Разумеется, герцог, как видно, прекрасно сознает что делает, и если он не обошелся с Петром Куканом так, как этот молодой лаццарони заслуживает, то только потому, что в сложившейся ситуации такого поступка он не мог себе позволить, и в этом содержалось нечто невероятное, далеко идущее по последствиям, чертовски важное, и тревожное, и небывалое, и требующее серьезного обдумывания. Вполне очевидно, что герцог не мог совершить столь непопулярный шаг, то есть шлепнуть или быстро обезвредить человека, столь известного и любимого всей Страмбой, как Петр Кукань из Кукани, кого люди приветствуют на улицах, а под окнами устраивают овации и кого герцог сам совсем недавно во всеуслышание объявил искупителем; но именно то обстоятельство, что герцог чего-то — не важно, чего — не может совершить, лишь подтверждало справедливость предположения мудрого аптекаря Джербино, который высказался в том смысле, что слава и мощь владетельного рода д'Альбула клонится к закату. Но отчего эта пресловутая слава и мощь владетельного рода д'Альбула так вдруг внезапно стала клониться к закату? Было бы наивностью утверждать, что причиной этой перемены явилось то, что на страмбской арене ни с того ни с сего, будто с неба свалившись, объявились двое юношей, оба в нежном возрасте, один совсем еще ребенок, другой старше на несколько куриных шажков. Ах, ерунда. Не драматичность вторжения этих двух молокососов в жизнь Страмбы явилась причиной ослабления — возможно, временного, а может — длительного, устойчивого — Танкредова стального кулака. Герцог уже не мог, как прежде, по прихоти ужесточать тиранию, и если он не желал восстановить против себя все население Страмбы, то вынужден был совершить свое славное сальто-мортале.

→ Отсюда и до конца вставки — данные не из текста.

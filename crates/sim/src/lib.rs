pub mod relative;
pub mod intercept;
pub mod physics;
pub mod arena;
pub mod movement;
pub mod controller;
pub mod controllers;
pub mod sandbox;
pub mod result;
pub mod game;
pub mod scenario;
pub mod analyzer;

pub use controller::*;
pub use game::*;
pub use sandbox::{Sandbox, SideReport, TickReport};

Так или иначе, являлись мальчики причиной, лишь случайными актерами либо глашатаями перемен, наступивших в Страмбе, но перемены эти наступили, и внешним проявлением их была внезапная пустота на лобном месте у главных страмбских ворот; и в самом деле — колеса и виселицы, будто по мановению волшебной палочки, опустели, если не считать двух недавно казненных, неких братьев Салабетти, коих справедливо наказали смертью через повешение за грех содомии. Так или иначе, шептались меж собою придворные, ясно одно — граф Гамбарини и Пьетро да Кукан — исключительно интересные молодые люди, и можно ожидать, что тот или другой либо оба вместе попытаются использовать вышеупомянутые перемены в свою пользу, под свою собственную ответственность и на свой собственный страх и риск.